片足がないこの遮光器土偶は、重要文化財に指定されており、展示は複製のものです。

青森県つがる市の苗を育てる田んぼから出土しました。唐草文用の曲線的な衣服が特徴的です。

宮城県大崎市で出土した遮光器土偶。こちらも重要文化財に指定されていて、複製のものです。

頭の上の盛り上がった帽子!?が特徴的で、損傷がほぼない状態で石囲いから見つかったそうです。

より特別な土偶だったのではないかと推察されています。

遮光器土偶の中にも、いろいろな個性が見られますが、

実は土偶はもっと奥深く、多彩なバリエーションがあります。

こちらは、「しゃがむ土偶」です。

遮光器土偶とは明らかに雰囲気が異なります。目や腕、足の形も通常の人間サイズになっています。

膝を折り曲げてしゃがみ、腕を組んでいるポーズは、出産を表現したものだと考察されています。

そして、こちらは顔のみの土偶です。

細かい小さな穴がたくさんありますが、列状に並べることで、“入れ墨”を表現していると言われています。

耳には大きな穴が開けられており、耳飾りを表現していると考えられています。

縄文人のファッションでも紹介していましたが、美しく着飾った女性の日常を切り取ったものなのでしょう。

さらに、合掌している土偶もあります。こちらは複製のものですが、国宝に指定されています。

青森県八戸市の竪穴住居跡から発掘されました。何か祈りを捧げていたのでしょうか。

こちらも国宝の土偶で、複製のものです。「中空土偶」と言われ、中が空洞になっているのが特徴的です。残念ながら頭部と両腕が欠けています。顎は黒く、胴体は赤く塗られた痕跡があります。

最後に紹介する土偶は、こちらも国宝指定の複製で、「縄文の女神」と名づけられています。

山形県舟形町で出土したもので、突き出ているお尻が特徴的です。正面のみの写真だと伝わりにくいので、側面と背面の写真も合わせて掲載します。

このように、女性の身体的特徴にフォーカスした土偶が多いとされています。

「遮光器土偶」は、まるで宇宙服を着ているようで、姿形も人間とは少し異なっており、縄文時代にやって来た宇宙人を表現しているのではないか!?とも想像されています。

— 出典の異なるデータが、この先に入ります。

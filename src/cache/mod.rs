//! Short-lived, per-session memory of recently matched candidates.

pub mod clock;
pub mod session;


#[cfg(any(test, feature = "mock"))]
pub use clock::ManualClock;
pub use clock::{Clock, SystemClock};
pub use session::SessionCache;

一口に土偶といっても、いろいろな意味合いで創作されたものだったのではないでしょうか。

その他の珍しい出土品

展示会では、土器や土偶以外の出土品もありました。

理由ははっきりしていませんが、鼻が曲がった仮面が見つかっています。

なぜ縄文人は、このような非対称的な仮面を作ったのでしょうか?

自然と共生していた縄文人にとって、動物は身近な存在でした。

クマ、イノシシ、サル、シャチ、コノハミズク、カエル、そして、得体の不明な海獣まであります。

クマ
イノシシ
サルの頭部
シャチ
コノハミズク
カエル
謎の海獣

1万年以上も前の縄文時代では、現代では見られない生き物もいたのかもしれませんが、普段私たちが見かける動物も存在していたことがわかります。それぞれの動物の特徴を捉えつつも、装飾がほどこされていて意匠性があります。まさに優れた「縄文アート」なのです。

もっと縄文時代について知りたい方に

【!!縄文文化について学ぶならこの本がおすすめ!!】

『信州の縄文時代が実はすごかったという本』

本のタイトルに信州とありますが、縄文時代を知る良書です。

ぜひ、学びを深めてみてはいかがでしょうか。

それでは、また!!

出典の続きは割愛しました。